#### HOW TO COMPLETE THIS TASK
Scan the records for the string "history", then copy each line that has it.

#### SUPPLIED DATA
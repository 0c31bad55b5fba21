//! Notification data model
//!
//! Raw records arrive from both the stream and the backlog endpoint with
//! Indonesian field names; everything downstream works on [`Notification`].

use chrono::NaiveDateTime;
use serde::Serialize;
use serde_json::Value;
use tracing::debug;

use crate::utils::parse_timestamp;

#[derive(Debug, Clone, PartialEq, Serialize)]
pub(crate) struct Notification {
    pub(crate) id: i64,
    pub(crate) title: String,
    pub(crate) message: String,
    pub(crate) read: bool,
    #[serde(skip_serializing_if = "Option::is_none")]
    pub(crate) created_at: Option<NaiveDateTime>,
    #[serde(skip_serializing_if = "Option::is_none")]
    pub(crate) linked_request_id: Option<String>,
}

impl Notification {
    /// Map one raw server record, `None` when it has no usable id
    pub(crate) fn from_record(record: &Value) -> Option<Self> {
        let id = match record.get("id")? {
            Value::Number(n) => n.as_i64()?,
            Value::String(s) => s.trim().parse().ok()?,
            _ => return None,
        };

        let read = match record.get("status").and_then(Value::as_str) {
            Some(status) => status == "read",
            None => record
                .get("read")
                .or_else(|| record.get("is_read"))
                .and_then(Value::as_bool)
                .unwrap_or(false),
        };

        Some(Notification {
            id,
            title: text_field(record, &["judul", "title"]).unwrap_or_default(),
            message: text_field(record, &["pesan", "message"]).unwrap_or_default(),
            read,
            created_at: record
                .get("created_at")
                .and_then(Value::as_str)
                .and_then(parse_timestamp),
            linked_request_id: text_field(
                record,
                &["id_pengajuan", "pengajuan_id", "linked_request_id"],
            ),
        })
    }
}

/// First present key, accepting strings and numbers
fn text_field(record: &Value, keys: &[&str]) -> Option<String> {
    keys.iter().find_map(|key| match record.get(*key)? {
        Value::String(s) => Some(s.clone()),
        Value::Number(n) => Some(n.to_string()),
        _ => None,
    })
}

/// Map a batch of raw records and order it newest first
pub(crate) fn map_records(records: &[Value]) -> Vec<Notification> {
    let mut mapped: Vec<Notification> = records
        .iter()
        .filter_map(|record| {
            let notification = Notification::from_record(record);
            if notification.is_none() {
                debug!(record = %record, "skipping notification record without id");
            }
            notification
        })
        .collect();
    sort_newest_first(&mut mapped);
    mapped
}

/// Stable descending sort by `created_at`; undated records go last
fn sort_newest_first(list: &mut [Notification]) {
    list.sort_by(|a, b| match (a.created_at, b.created_at) {
        (Some(x), Some(y)) => y.cmp(&x),
        (Some(_), None) => std::cmp::Ordering::Less,
        (None, Some(_)) => std::cmp::Ordering::Greater,
        (None, None) => std::cmp::Ordering::Equal,
    });
}

/// Which list the user is looking at
#[derive(Debug, Clone, Copy, Default, PartialEq, Eq)]
pub(crate) enum View {
    #[default]
    Recent,
    All,
}

/// One parsed stream payload
#[derive(Debug, Default, PartialEq)]
pub(crate) struct StreamPayload {
    pub(crate) connected: bool,
    pub(crate) error: Option<String>,
    pub(crate) data: Option<Vec<Value>>,
    pub(crate) unread_count: Option<u64>,
}

impl StreamPayload {
    pub(crate) fn parse(text: &str) -> Result<Self, serde_json::Error> {
        let value: Value = serde_json::from_str(text)?;
        Ok(StreamPayload {
            connected: value
                .get("connected")
                .and_then(Value::as_bool)
                .unwrap_or(false),
            error: value.get("error").and_then(|e| match e {
                Value::Null => None,
                Value::String(s) => Some(s.clone()),
                other => Some(other.to_string()),
            }),
            data: value.get("data").and_then(Value::as_array).cloned(),
            unread_count: value.get("unread_count").and_then(Value::as_u64),
        })
    }
}

/// Backlog body: `{ "data": [...] }` or a bare array
pub(crate) fn backlog_records(body: Value) -> Option<Vec<Value>> {
    match body {
        Value::Array(records) => Some(records),
        Value::Object(mut map) => match map.remove("data")? {
            Value::Array(records) => Some(records),
            _ => None,
        },
        _ => None,
    }
}
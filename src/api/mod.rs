//! Dashboard notification endpoints
//!
//! The center talks to the server only through [`NotificationApi`] so tests
//! can count and script calls.

mod http;

pub(crate) use http::HttpApi;

use serde_json::Value;

use crate::error::ApiError;
use crate::session::Session;

pub(crate) trait NotificationApi {
    /// Complete history for the session's employee, raw records
    fn fetch_all(&self, session: &Session) -> Result<Vec<Value>, ApiError>;

    /// `PUT /api/notifications/update/<id>`
    fn mark_one(&self, session: &Session, id: i64) -> Result<(), ApiError>;

    /// `PUT /api/notifications/update/<npp>`
    fn mark_recent(&self, session: &Session) -> Result<(), ApiError>;

    /// `PUT /api/notifications/update/all/<npp>`
    fn mark_global(&self, session: &Session) -> Result<(), ApiError>;
}

impl<T: NotificationApi + ?Sized> NotificationApi for &T {
    fn fetch_all(&self, session: &Session) -> Result<Vec<Value>, ApiError> {
        (**self).fetch_all(session)
    }

    fn mark_one(&self, session: &Session, id: i64) -> Result<(), ApiError> {
        (**self).mark_one(session, id)
    }

    fn mark_recent(&self, session: &Session) -> Result<(), ApiError> {
        (**self).mark_recent(session)
    }

    fn mark_global(&self, session: &Session) -> Result<(), ApiError> {
        (**self).mark_global(session)
    }
}

/// Endpoint paths relative to the base URL
pub(crate) mod paths {
    pub(crate) fn stream() -> &'static str {
        "/api/notifications/stream"
    }

    pub(crate) fn backlog(npp: &str) -> String {
        format!("/api/notifications/all/{npp}")
    }

    pub(crate) fn mark_one(id: i64) -> String {
        format!("/api/notifications/update/{id}")
    }

    pub(crate) fn mark_recent(npp: &str) -> String {
        format!("/api/notifications/update/{npp}")
    }

    pub(crate) fn mark_global(npp: &str) -> String {
        format!("/api/notifications/update/all/{npp}")
    }
}

/// Join base URL and path without doubling the slash
pub(crate) fn join_url(base: &str, path: &str) -> String {
    format!("{}{}", base.trim_end_matches('/'), path)
}
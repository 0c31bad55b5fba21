mod format;
mod json;
mod table;

pub(crate) use json::{output_mark_json, output_notifications_json};
pub(crate) use table::{ListOptions, print_notification_table, print_toast};
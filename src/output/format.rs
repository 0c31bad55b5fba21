use chrono::NaiveDateTime;
use comfy_table::{
    Attribute, Cell, Color, ContentArrangement, Table, TableComponent,
    modifiers::UTF8_SOLID_INNER_BORDERS, presets::UTF8_FULL,
};

/// Display format for notification timestamps: "2024-01-02 08:15"
const DISPLAY_FORMAT: &str = "%Y-%m-%d %H:%M";

pub(super) fn format_timestamp(ts: Option<NaiveDateTime>) -> String {
    ts.map(|t| t.format(DISPLAY_FORMAT).to_string())
        .unwrap_or_else(|| "-".to_string())
}

/// Shorten to `max` characters, marking the cut with an ellipsis
pub(super) fn truncate(text: &str, max: usize) -> String {
    if text.chars().count() <= max {
        return text.to_string();
    }
    let mut out: String = text.chars().take(max.saturating_sub(1)).collect();
    out.push('…');
    out
}

pub(super) fn styled_cell(text: &str, color: Option<Color>, bold: bool) -> Cell {
    let mut cell = Cell::new(text);
    if let Some(c) = color {
        cell = cell.fg(c);
    }
    if bold {
        cell = cell.add_attribute(Attribute::Bold);
    }
    cell
}

pub(super) fn header_cell(text: &str, use_color: bool) -> Cell {
    let mut cell = Cell::new(text).add_attribute(Attribute::Bold);
    if use_color {
        cell = cell.fg(Color::Cyan);
    }
    cell
}

/// Replace the double-line header separator (╞═╪═╡) with single-line (├─┼─┤)
fn normalize_header_separator(table: &mut Table) {
    table.set_style(TableComponent::HeaderLines, '─');
    table.set_style(TableComponent::LeftHeaderIntersection, '├');
    table.set_style(TableComponent::MiddleHeaderIntersections, '┼');
    table.set_style(TableComponent::RightHeaderIntersection, '┤');
}

/// Create a table with the standard preset, inner borders, and normalized header separator.
pub(super) fn create_styled_table() -> Table {
    let mut table = Table::new();
    table
        .load_preset(UTF8_FULL)
        .apply_modifier(UTF8_SOLID_INNER_BORDERS)
        .set_content_arrangement(ContentArrangement::Dynamic);
    normalize_header_separator(&mut table);
    table
}
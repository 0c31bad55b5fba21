use std::time::{Duration, Instant};

/// Time source for timeouts held by the notification center.
///
/// Toast expiry, the reconnect delay and the minimum spinner duration all go
/// through this so tests can drive them without sleeping.
pub(crate) trait Clock {
    fn now(&self) -> Instant;
    fn sleep(&self, duration: Duration);
}

#[derive(Debug, Default, Clone, Copy)]
pub(crate) struct SystemClock;

impl Clock for SystemClock {
    fn now(&self) -> Instant {
        Instant::now()
    }

    fn sleep(&self, duration: Duration) {
        std::thread::sleep(duration);
    }
}

/// Manually advanced clock; `sleep` advances instead of blocking
#[cfg(test)]
#[derive(Debug)]
pub(crate) struct FakeClock {
    now: std::cell::Cell<Instant>,
    slept: std::cell::Cell<Duration>,
}

#[cfg(test)]
impl FakeClock {
    pub(crate) fn new() -> Self {
        FakeClock {
            now: std::cell::Cell::new(Instant::now()),
            slept: std::cell::Cell::new(Duration::ZERO),
        }
    }

    pub(crate) fn advance(&self, duration: Duration) {
        self.now.set(self.now.get() + duration);
    }

    /// Total time spent in `sleep`
    pub(crate) fn slept(&self) -> Duration {
        self.slept.get()
    }
}

#[cfg(test)]
impl Clock for FakeClock {
    fn now(&self) -> Instant {
        self.now.get()
    }

    fn sleep(&self, duration: Duration) {
        self.slept.set(self.slept.get() + duration);
        self.advance(duration);
    }
}

impl<C: Clock + ?Sized> Clock for &C {
    fn now(&self) -> Instant {
        (**self).now()
    }

    fn sleep(&self, duration: Duration) {
        (**self).sleep(duration)
    }
}

#[cfg(test)]
mod tests {
    use super::*;

    #[test]
    fn fake_clock_sleep_advances_time() {
        let clock = FakeClock::new();
        let start = clock.now();
        clock.sleep(Duration::from_millis(300));
        assert_eq!(clock.now() - start, Duration::from_millis(300));
        assert_eq!(clock.slept(), Duration::from_millis(300));
    }
}
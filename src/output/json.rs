use serde::Serialize;

use crate::core::{Notification, NotificationState, View};
use crate::toast::ToastMessage;

#[derive(Serialize)]
struct ListOutput<'a> {
    view: &'static str,
    unread_count: u64,
    #[serde(skip_serializing_if = "Option::is_none")]
    total_count: Option<usize>,
    notifications: Vec<&'a Notification>,
}

fn view_name(view: View) -> &'static str {
    match view {
        View::Recent => "recent",
        View::All => "all",
    }
}

pub(crate) fn output_notifications_json(
    state: &NotificationState,
    view: View,
    unread_only: bool,
) -> String {
    let output = ListOutput {
        view: view_name(view),
        unread_count: state.unread_count,
        total_count: (view == View::All).then_some(state.total_count),
        notifications: state
            .list(view)
            .iter()
            .filter(|n| !unread_only || !n.read)
            .collect(),
    };
    serde_json::to_string_pretty(&output).unwrap_or_else(|_| "{}".to_string())
}

#[derive(Serialize)]
struct MarkOutput<'a> {
    action: &'a str,
    applied: bool,
    unread_count: u64,
    #[serde(skip_serializing_if = "Option::is_none")]
    toast: Option<&'a ToastMessage>,
}

pub(crate) fn output_mark_json(
    action: &str,
    applied: bool,
    state: &NotificationState,
    toast: Option<&ToastMessage>,
) -> String {
    let output = MarkOutput {
        action,
        applied,
        unread_count: state.unread_count,
        toast,
    };
    serde_json::to_string_pretty(&output).unwrap_or_else(|_| "{}".to_string())
}
//! CLI subcommand definitions

use clap::Subcommand;

/// Main CLI commands
#[derive(Subcommand, Debug)]
pub(crate) enum Commands {
    /// Store a session token and employee number
    Login {
        /// Bearer token issued by the dashboard
        #[arg(long)]
        token: String,
        /// Employee number (NPP)
        #[arg(long)]
        npp: String,
        /// Display name stored in the profile
        #[arg(long)]
        name: Option<String>,
    },
    /// Remove the stored session
    Logout,
    /// Follow the live notification stream
    Watch {
        /// Exit after the first notification batch
        #[arg(long)]
        once: bool,
    },
    /// Show notifications (recent by default)
    List {
        /// Show the full history instead of the recent stream batch
        #[arg(short, long)]
        all: bool,
        /// Only unread notifications
        #[arg(short = 'U', long)]
        unread: bool,
    },
    /// Mark one notification as read
    Read {
        /// Notification id
        id: String,
    },
    /// Mark all displayed notifications as read
    ReadAll {
        /// Act on the full history instead of the recent batch
        #[arg(short, long, conflicts_with = "global")]
        all: bool,
        /// Mark everything server-side, whatever is loaded locally
        #[arg(short, long)]
        global: bool,
    },
}
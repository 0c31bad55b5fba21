//! Server-push subscription abstraction
//!
//! A [`Subscription`] delivers raw payloads into the center's channel from
//! whatever thread it likes; the center drains that channel on its own thread
//! and is the only place state changes.

mod sse;

pub(crate) use sse::SseSubscription;

use std::sync::Arc;
use std::sync::atomic::{AtomicBool, Ordering};
use std::sync::mpsc::Sender;

use crate::error::StreamError;
use crate::session::Session;

#[derive(Debug, Clone, PartialEq)]
pub(crate) enum FeedEvent {
    /// One complete payload (JSON text, not yet parsed)
    Message(String),
    /// Transport-level failure; the feed is finished after this
    Failed(StreamError),
}

pub(crate) trait Subscription {
    /// Start delivering events for `session` into `sink`.
    ///
    /// Connection failures arrive as [`FeedEvent::Failed`], never as a return
    /// value, matching how a browser event source reports them.
    fn subscribe(&self, session: &Session, sink: Sender<FeedEvent>) -> SubscriptionHandle;
}

impl<T: Subscription + ?Sized> Subscription for &T {
    fn subscribe(&self, session: &Session, sink: Sender<FeedEvent>) -> SubscriptionHandle {
        (**self).subscribe(session, sink)
    }
}

/// Shared flags between a running feed and its owner
#[derive(Debug, Clone, Default)]
pub(crate) struct SubscriptionHandle {
    cancelled: Arc<AtomicBool>,
    closed: Arc<AtomicBool>,
}

impl SubscriptionHandle {
    pub(crate) fn new() -> Self {
        Self::default()
    }

    /// Ask the feed to stop; delivery ends at the next line read. A
    /// blocking reader only notices the flag once its next read returns, so
    /// the socket itself is released at the server's next line (or at
    /// process exit); [`is_closed`](Self::is_closed) reports when it is.
    pub(crate) fn unsubscribe(&self) {
        self.cancelled.store(true, Ordering::SeqCst);
    }

    pub(crate) fn is_cancelled(&self) -> bool {
        self.cancelled.load(Ordering::SeqCst)
    }

    /// True once the underlying connection is gone
    pub(crate) fn is_closed(&self) -> bool {
        self.closed.load(Ordering::SeqCst)
    }

    pub(crate) fn mark_closed(&self) {
        self.closed.store(true, Ordering::SeqCst);
    }
}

#### ANSWER FOR THE TASK
    /// Complete history for the session's employee, raw records
        /// Show the full history instead of the recent stream batch
        /// Act on the full history instead of the recent batch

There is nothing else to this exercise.